鈴木大拙「最も東洋的なるもの」(新潮CDより)

 鈴木大拙(1870‐1966)は金沢の人。1897年に渡米して、ドイツ人の依頼で老子の「道徳経」の英訳仕事に従事。その翻訳作業を通じて、西洋と東洋のモノの考え方に違和感を感じることが多かった。

 大拙:たとえば西洋ではモノゴトを対立的に考える。恐らく主体(subject)と客体(object)とを分ける言語のスタイルから来ているのだろう。さらに、たとえば、Dogs have four legs.「犬が足を持つ」という言い方は日本人としては変だ。「犬には足が4本ある」だろう。そういうふうに主語を明示しないことも多い。さらに、言葉一つひとつの定義(概念)がはっきりしていない。たとえば西洋では「春風は暖かい」と「事実」を言うが、東洋では「春風駘蕩」と「感じ」を述べる。(以下筆者の感想:あるいは、それは西洋の国同士の言葉の違いによるのかも知れません。概念をはっきりさせないと意思が通じないからでは?。西洋ではそれらの言語的特徴が哲学にも影響を与えたのでしょう)。

 大拙:さらに、主体と客体をはっきりさせるという西洋の言語のスタイルが、人間と自然をも対立させることになったのではないか。それゆえ、「自然を克服する」とか、「人間の害になる虫や雑草を駆除する」という発想につながったのだろう。そのため自然は破壊され、貴重な生物種の絶滅の原因になった。東洋では「人間は自然と共存する」と考える。自然とは人間と対比させるものではなく、「自(みずか)ら然(しか)る」、つまり、「それ自身でそうなっている」と言う。(道元が「正法眼蔵」で言っている「現成公案」《モノはあるべきようにあり、「体験」によって現れる》という考え方ですね:筆者)。
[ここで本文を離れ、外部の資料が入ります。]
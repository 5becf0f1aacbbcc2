use thiserror::Error;

pub type VzipResult<T> = Result<T, VzipError>;

#[derive(Debug, Error)]
pub enum VzipError {
    #[error("config error: {0}")]
    Config(String),

    #[error("I/O error: {0}")]
    Io(#[from] std::io::Error),

    #[error(transparent)]
    Other(#[from] anyhow::Error),
}
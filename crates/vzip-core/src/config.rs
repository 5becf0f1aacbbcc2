use serde::{Deserialize, Serialize};
use std::path::{Path, PathBuf};

use crate::error::{VzipError, VzipResult};

/// Top-level configuration (loaded from config.toml)
#[derive(Debug, Clone, Default, Serialize, Deserialize)]
#[serde(default)]
pub struct VzipConfig {
    pub kdf: KdfConfig,
    pub archive: ArchiveConfig,
    pub extract: ExtractConfig,
    pub log: LogConfig,
}

/// Key derivation settings. Changing any of these changes the key, so
/// containers written under old settings need the old settings to open.
#[derive(Debug, Clone, Serialize, Deserialize)]
#[serde(default)]
pub struct KdfConfig {
    /// "pbkdf2-sha256" (default) or "argon2id"
    pub algorithm: String,
    /// PBKDF2 rounds or Argon2id time cost (default: library default)
    pub iterations: Option<u32>,
    /// Salt string (default: built-in salt shared by all containers)
    pub salt: Option<String>,
    /// Argon2id memory cost in KiB
    pub argon2_mem_cost_kib: u32,
    /// Argon2id parallelism
    pub argon2_parallelism: u32,
    /// Environment variable read for the passphrase before prompting
    pub passphrase_env: String,
    /// File whose first line is the passphrase
    pub passphrase_file: Option<PathBuf>,
}

#[derive(Debug, Clone, Serialize, Deserialize)]
#[serde(default)]
pub struct ArchiveConfig {
    /// Files read and encrypted concurrently (1 = sequential)
    pub encrypt_batch: usize,
    /// Directory for containers when no output path is given (default: cwd)
    pub output_dir: Option<PathBuf>,
}

#[derive(Debug, Clone, Default, Serialize, Deserialize)]
#[serde(default)]
pub struct ExtractConfig {
    /// Continue past entries that fail to decrypt
    pub keep_going: bool,
    /// Delete the container after a fully successful extraction
    pub remove_container: bool,
}

#[derive(Debug, Clone, Serialize, Deserialize)]
#[serde(default)]
pub struct LogConfig {
    /// Log level (default: warn)
    pub level: String,
    /// Log format: "json" or "text"
    pub format: String,
}

impl Default for KdfConfig {
    fn default() -> Self {
        Self {
            algorithm: "pbkdf2-sha256".into(),
            iterations: None,
            salt: None,
            argon2_mem_cost_kib: 65536,
            argon2_parallelism: 4,
            passphrase_env: "VZIP_PASSPHRASE".into(),
            passphrase_file: None,
        }
    }
}

impl Default for ArchiveConfig {
    fn default() -> Self {
        Self {
            encrypt_batch: 1,
            output_dir: None,
        }
    }
}

impl Default for LogConfig {
    fn default() -> Self {
        Self {
            level: "warn".into(),
            format: "text".into(),
        }
    }
}

impl VzipConfig {
    /// Load from `path`, falling back to defaults if the file does not exist.
    pub fn load(path: &Path) -> VzipResult<Self> {
        let path = expand_tilde(path);
        if !path.exists() {
            tracing::debug!("config file not found: {}  (using defaults)", path.display());
            return Ok(Self::default());
        }
        let content = std::fs::read_to_string(&path)?;
        let config: Self = toml::from_str(&content)
            .map_err(|e| VzipError::Config(format!("parsing {}: {e}", path.display())))?;
        config.validate()?;
        Ok(config)
    }

    pub fn validate(&self) -> VzipResult<()> {
        if self.archive.encrypt_batch == 0 {
            return Err(VzipError::Config(
                "archive.encrypt_batch must be at least 1".into(),
            ));
        }
        if self.kdf.iterations == Some(0) {
            return Err(VzipError::Config("kdf.iterations must be at least 1".into()));
        }
        Ok(())
    }
}

/// Expand `~` in path to the user's home directory
pub fn expand_tilde(path: &Path) -> PathBuf {
    let s = path.to_string_lossy();
    match s.strip_prefix("~/") {
        Some(rest) => {
            let home = std::env::var("HOME").unwrap_or_default();
            PathBuf::from(home).join(rest)
        }
        None => path.to_path_buf(),
    }
}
 大拙:「自由」についても同様だ。西洋では「他からの束縛を離れる」ことを言うが、東洋では「自らに由(よ)る」とまったく別の意味で使う(すなわち、「自分をよりどころにし、他人に頼らない」というのです。素晴らしいですね:筆者)。
 西洋と東洋はますます近づいて来ており、これらの「西洋的なモノゴトの考え方」と「東洋的な考え方」をうまく融合させることが重要になって来る。でないと、対立や疑心暗鬼が深まるばかり。これからは両者のモノゴトの考え方の長所を出し、欠点を補い合うことが大切だ。

 以上が鈴木大拙博士の講演の要旨だと思います。

 じつは、「主体と客体を対立させない」ことこそ禅の要諦なのです。筆者がこのブログシリーズで何度もお話しているように、「空(くう)」のモノゴトの観かたそのものです。「モノがあって私が見る」という唯物的な考え方とは異なり、「モノを見るという体験こそが真実である」と言うのです。そこでは「見る私と見られるモノ」は一体になっているのです。その体験は一瞬であり、まだいかなる価値判断も生じない段階なのです。禅の代表的な公案の一つ、「父母(ぶも)未生(みしょう)以前のこと」とはこういうことなのでしょう。